- Exercise description -
The reply should be an exact transcription of every record.

- Records for the task -

........

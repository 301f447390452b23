//! Publications section with collapsible detail panels.

use std::collections::BTreeSet;

use folio_content::{Publication, PublicationsFile, format_month};
use maud::{Markup, html};

use crate::core::actions::PageAction;
use crate::render::RenderContext;
use crate::render::html::{action_button, badge, badge_class, external_link};

/// Render the publications section; ids in `expanded` show their details.
#[must_use]
pub fn render_publications(
    ctx: &RenderContext<'_>,
    file: &PublicationsFile,
    expanded: &BTreeSet<String>,
) -> String {
    let labels = &file.labels;
    html! {
        section class="publications-section py-5" {
            div class="container" {
                h2 class="mb-4" { (labels.get(ctx.language, "title")) }
                @if file.items.is_empty() {
                    p class="text-muted" { (labels.get(ctx.language, "empty")) }
                } @else {
                    div class="publication-list" {
                        @for publication in &file.items {
                            (publication_entry(
                                ctx,
                                file,
                                publication,
                                expanded.contains(&publication.id),
                            ))
                        }
                    }
                }
            }
        }
    }
    .into_string()
}

fn publication_entry(
    ctx: &RenderContext<'_>,
    file: &PublicationsFile,
    publication: &Publication,
    expanded: bool,
) -> Markup {
    let language = ctx.language;
    let labels = &file.labels;
    let venue = publication.venue.resolve(language);
    let date = publication
        .date
        .as_deref()
        .map(|date| format_month(date, language));
    let summary = publication.summary.resolve(language);
    let links: Vec<_> = [
        (publication.links.doi.as_deref(), "doi"),
        (publication.links.pdf.as_deref(), "pdf"),
        (publication.links.url.as_deref(), "url"),
    ]
    .into_iter()
    .filter_map(|(href, key)| href.map(|href| (href, key)))
    .collect();
    let details_class = if expanded {
        "publication-details mt-3"
    } else {
        "publication-details mt-3 d-none"
    };

    html! {
        div class="card mb-3 shadow-sm publication-item" id=(format!("pub-{}", publication.id)) {
            div class="card-body" {
                h5 class="card-title" { (publication.title.resolve(language)) }
                @if !publication.authors.is_empty() {
                    p class="card-text mb-1" { (authors(ctx, &publication.authors)) }
                }
                @if !venue.is_empty() || date.is_some() {
                    p class="card-text text-muted mb-2" {
                        @if !venue.is_empty() {
                            em { (venue) }
                        }
                        @if let Some(date) = &date {
                            @if !venue.is_empty() {
                                ", "
                            }
                            (date)
                        }
                    }
                }
                div class="mb-2" {
                    @if let Some(kind) = publication.kind.as_deref() {
                        (badge(badge_class(kind), labels.get(language, kind)))
                    }
                    @if let Some(status) = &publication.status {
                        (badge(badge_class(status.key()), labels.get(language, status.key())))
                    }
                }
                div class="publication-links" {
                    @for (href, key) in &links {
                        (external_link(
                            href,
                            "btn btn-sm btn-outline-primary me-2",
                            labels.get(language, key),
                        ))
                    }
                    (action_button(
                        &PageAction::TogglePublication(publication.id.clone()),
                        "btn btn-sm btn-outline-secondary",
                        labels.get(language, if expanded { "hideDetails" } else { "showDetails" }),
                    ))
                }
                div class=(details_class) id=(format!("pub-details-{}", publication.id)) {
                    @if !summary.is_empty() {
                        h6 { (labels.get(language, "abstract")) }
                        p class="small" { (summary) }
                    }
                    @if !publication.keywords.is_empty() {
                        p class="small mb-0" {
                            strong { (labels.get(language, "keywords")) ":" }
                            " "
                            @for keyword in &publication.keywords {
                                (badge("bg-light text-dark", keyword))
                            }
                        }
                    }
                }
            }
        }
    }
}

fn authors(ctx: &RenderContext<'_>, authors: &[String]) -> Markup {
    let highlight = ctx.table.site().highlight_author.as_deref();
    html! {
        @for (index, author) in authors.iter().enumerate() {
            @if index > 0 {
                ", "
            }
            @if Some(author.as_str()) == highlight {
                strong { (author) }
            } @else {
                (author)
            }
        }
    }
}

#[cfg(test)]
mod tests {
    use super::*;
    use folio_content::{ContentResult, Language, TranslationTable};
    use folio_test_support::fixtures;

    fn inputs() -> ContentResult<(TranslationTable, PublicationsFile)> {
        Ok((
            TranslationTable::from_value(&fixtures::translations())?,
            PublicationsFile::from_value(fixtures::publications())?,
        ))
    }

    #[test]
    fn highlighted_author_is_emphasised() -> ContentResult<()> {
        let (table, file) = inputs()?;
        let html = render_publications(
            &RenderContext::new(Language::En, &table),
            &file,
            &BTreeSet::new(),
        );
        assert!(html.contains("L. F. Menabrea, <strong>A. Lovelace</strong>"));
        Ok(())
    }

    #[test]
    fn venue_date_and_badges_follow_language() -> ContentResult<()> {
        let (table, file) = inputs()?;
        let html = render_publications(
            &RenderContext::new(Language::Zh, &table),
            &file,
            &BTreeSet::new(),
        );
        assert!(html.contains("<em>科学回忆录</em>, 2023年05月"));
        assert!(html.contains(r#"<span class="badge bg-info text-dark me-1">期刊</span>"#));
        assert!(html.contains(r#"<span class="badge bg-warning text-dark me-1">审稿中</span>"#));
        assert!(html.contains("<em>arXiv</em>, 2024年01月"));
        assert!(html.contains("Poetical Science"));
        Ok(())
    }

    #[test]
    fn details_are_collapsed_unless_expanded() -> ContentResult<()> {
        let (table, file) = inputs()?;
        let ctx = RenderContext::new(Language::En, &table);

        let collapsed = render_publications(&ctx, &file, &BTreeSet::new());
        assert!(collapsed.contains(r#"class="publication-details mt-3 d-none" id="pub-details-sketch""#));
        assert!(collapsed.contains(
            r#"data-action="toggle-publication" data-value="sketch">Show details</button>"#
        ));

        let expanded = BTreeSet::from(["sketch".to_string()]);
        let open = render_publications(&ctx, &file, &expanded);
        assert!(open.contains(r#"class="publication-details mt-3" id="pub-details-sketch""#));
        assert!(open.contains(r#"data-value="sketch">Hide details</button>"#));
        assert!(open.contains(
            r#"class="publication-details mt-3 d-none" id="pub-details-poetical-science""#
        ));
        Ok(())
    }

    #[test]
    fn details_hold_abstract_and_keywords() -> ContentResult<()> {
        let (table, file) = inputs()?;
        let html = render_publications(
            &RenderContext::new(Language::Zh, &table),
            &file,
            &BTreeSet::new(),
        );
        assert!(html.contains("<h6>摘要</h6><p class=\"small\">描述分析机及计算伯努利数的方法。</p>"));
        assert!(html.contains("<strong>关键词:</strong> "));
        assert!(html.contains("Imagination as a scientific faculty."));
        assert!(html.contains(r#"href="https://doi.org/10.0000/sketch""#));
        Ok(())
    }

    #[test]
    fn empty_list_shows_the_empty_label() -> ContentResult<()> {
        let (table, _) = inputs()?;
        let file = PublicationsFile::from_value(serde_json::json!({ "publications": [] }))?;
        let html = render_publications(
            &RenderContext::new(Language::En, &table),
            &file,
            &BTreeSet::new(),
        );
        assert!(html.contains(r#"<p class="text-muted">empty</p>"#));
        Ok(())
    }
}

........

- Response for this exercise -
repository 301f447390452b23
//! Publications section with collapsible detail panels.

use std::collections::BTreeSet;

use folio_content::{Publication, PublicationsFile, format_month};
use maud::{Markup, html};

use crate::core::actions::PageAction;
use crate::render::RenderContext;
use crate::render::html::{action_button, badge, badge_class, external_link};

/// Render the publications section; ids in `expanded` show their details.
#[must_use]
pub fn render_publications(
    ctx: &RenderContext<'_>,
    file: &PublicationsFile,
    expanded: &BTreeSet<String>,
) -> String {
    let labels = &file.labels;
    html! {
        section class="publications-section py-5" {
            div class="container" {
                h2 class="mb-4" { (labels.get(ctx.language, "title")) }
                @if file.items.is_empty() {
                    p class="text-muted" { (labels.get(ctx.language, "empty")) }
                } @else {
                    div class="publication-list" {
                        @for publication in &file.items {
                            (publication_entry(
                                ctx,
                                file,
                                publication,
                                expanded.contains(&publication.id),
                            ))
                        }
                    }
                }
            }
        }
    }
    .into_string()
}

fn publication_entry(
    ctx: &RenderContext<'_>,
    file: &PublicationsFile,
    publication: &Publication,
    expanded: bool,
) -> Markup {
    let language = ctx.language;
    let labels = &file.labels;
    let venue = publication.venue.resolve(language);
    let date = publication
        .date
        .as_deref()
        .map(|date| format_month(date, language));
    let summary = publication.summary.resolve(language);
    let links: Vec<_> = [
        (publication.links.doi.as_deref(), "doi"),
        (publication.links.pdf.as_deref(), "pdf"),
        (publication.links.url.as_deref(), "url"),
    ]
    .into_iter()
    .filter_map(|(href, key)| href.map(|href| (href, key)))
    .collect();
    let details_class = if expanded {
        "publication-details mt-3"
    } else {
        "publication-details mt-3 d-none"
    };

    html! {
        div class="card mb-3 shadow-sm publication-item" id=(format!("pub-{}", publication.id)) {
            div class="card-body" {
                h5 class="card-title" { (publication.title.resolve(language)) }
                @if !publication.authors.is_empty() {
                    p class="card-text mb-1" { (authors(ctx, &publication.authors)) }
                }
                @if !venue.is_empty() || date.is_some() {
                    p class="card-text text-muted mb-2" {
                        @if !venue.is_empty() {
                            em { (venue) }
                        }
                        @if let Some(date) = &date {
                            @if !venue.is_empty() {
                                ", "
                            }
                            (date)
                        }
                    }
                }
                div class="mb-2" {
                    @if let Some(kind) = publication.kind.as_deref() {
                        (badge(badge_class(kind), labels.get(language, kind)))
                    }
                    @if let Some(status) = &publication.status {
                        (badge(badge_class(status.key()), labels.get(language, status.key())))
                    }
                }
                div class="publication-links" {
                    @for (href, key) in &links {
                        (external_link(
                            href,
                            "btn btn-sm btn-outline-primary me-2",
                            labels.get(language, key),
                        ))
                    }
                    (action_button(
                        &PageAction::TogglePublication(publication.id.clone()),
                        "btn btn-sm btn-outline-secondary",
                        labels.get(language, if expanded { "hideDetails" } else { "showDetails" }),
                    ))
                }
                div class=(details_class) id=(format!("pub-details-{}", publication.id)) {
                    @if !summary.is_empty() {
                        h6 { (labels.get(language, "abstract")) }
                        p class="small" { (summary) }
                    }
                    @if !publication.keywords.is_empty() {
                        p class="small mb-0" {
                            strong { (labels.get(language, "keywords")) ":" }
                            " "
                            @for keyword in &publication.keywords {
                                (badge("bg-light text-dark", keyword))
                            }
                        }
                    }
                }
            }
        }
    }
}

fn authors(ctx: &RenderContext<'_>, authors: &[String]) -> Markup {
    let highlight = ctx.table.site().highlight_author.as_deref();
    html! {
        @for (index, author) in authors.iter().enumerate() {
            @if index > 0 {
                ", "
            }
            @if Some(author.as_str()) == highlight {
                strong { (author) }
            } @else {
                (author)
            }
        }
    }
}

#[cfg(test)]
mod tests {
    use super::*;
    use folio_content::{ContentResult, Language, TranslationTable};
    use folio_test_support::fixtures;

    fn inputs() -> ContentResult<(TranslationTable, PublicationsFile)> {
        Ok((
            TranslationTable::from_value(&fixtures::translations())?,
            PublicationsFile::from_value(fixtures::publications())?,
        ))
    }

    #[test]
    fn highlighted_author_is_emphasised() -> ContentResult<()> {
        let (table, file) = inputs()?;
        let html = render_publications(
            &RenderContext::new(Language::En, &table),
            &file,
            &BTreeSet::new(),
        );
        assert!(html.contains("L. F. Menabrea, <strong>A. Lovelace</strong>"));
        Ok(())
    }

    #[test]
    fn venue_date_and_badges_follow_language() -> ContentResult<()> {
        let (table, file) = inputs()?;
        let html = render_publications(
            &RenderContext::new(Language::Zh, &table),
            &file,
            &BTreeSet::new(),
        );
        assert!(html.contains("<em>科学回忆录</em>, 2023年05月"));
        assert!(html.contains(r#"<span class="badge bg-info text-dark me-1">期刊</span>"#));
        assert!(html.contains(r#"<span class="badge bg-warning text-dark me-1">审稿中</span>"#));
        assert!(html.contains("<em>arXiv</em>, 2024年01月"));
        assert!(html.contains("Poetical Science"));
        Ok(())
    }

    #[test]
    fn details_are_collapsed_unless_expanded() -> ContentResult<()> {
        let (table, file) = inputs()?;
        let ctx = RenderContext::new(Language::En, &table);

        let collapsed = render_publications(&ctx, &file, &BTreeSet::new());
        assert!(collapsed.contains(r#"class="publication-details mt-3 d-none" id="pub-details-sketch""#));
        assert!(collapsed.contains(
            r#"data-action="toggle-publication" data-value="sketch">Show details</button>"#
        ));

        let expanded = BTreeSet::from(["sketch".to_string()]);
        let open = render_publications(&ctx, &file, &expanded);
        assert!(open.contains(r#"class="publication-details mt-3" id="pub-details-sketch""#));
        assert!(open.contains(r#"data-value="sketch">Hide details</button>"#));
        assert!(open.contains(
            r#"class="publication-details mt-3 d-none" id="pub-details-poetical-science""#
        ));
        Ok(())
    }

    #[test]
    fn details_hold_abstract_and_keywords() -> ContentResult<()> {
        let (table, file) = inputs()?;
        let html = render_publications(
            &RenderContext::new(Language::Zh, &table),
            &file,
            &BTreeSet::new(),
        );
        assert!(html.contains("<h6>摘要</h6><p class=\"small\">描述分析机及计算伯努利数的方法。</p>"));
        assert!(html.contains("<strong>关键词:</strong> "));
        assert!(html.contains("Imagination as a scientific faculty."));
        assert!(html.contains(r#"href="https://doi.org/10.0000/sketch""#));
        Ok(())
    }

    #[test]
    fn empty_list_shows_the_empty_label() -> ContentResult<()> {
        let (table, _) = inputs()?;
        let file = PublicationsFile::from_value(serde_json::json!({ "publications": [] }))?;
        let html = render_publications(
            &RenderContext::new(Language::En, &table),
            &file,
            &BTreeSet::new(),
        );
        assert!(html.contains(r#"<p class="text-muted">empty</p>"#));
        Ok(())
    }
}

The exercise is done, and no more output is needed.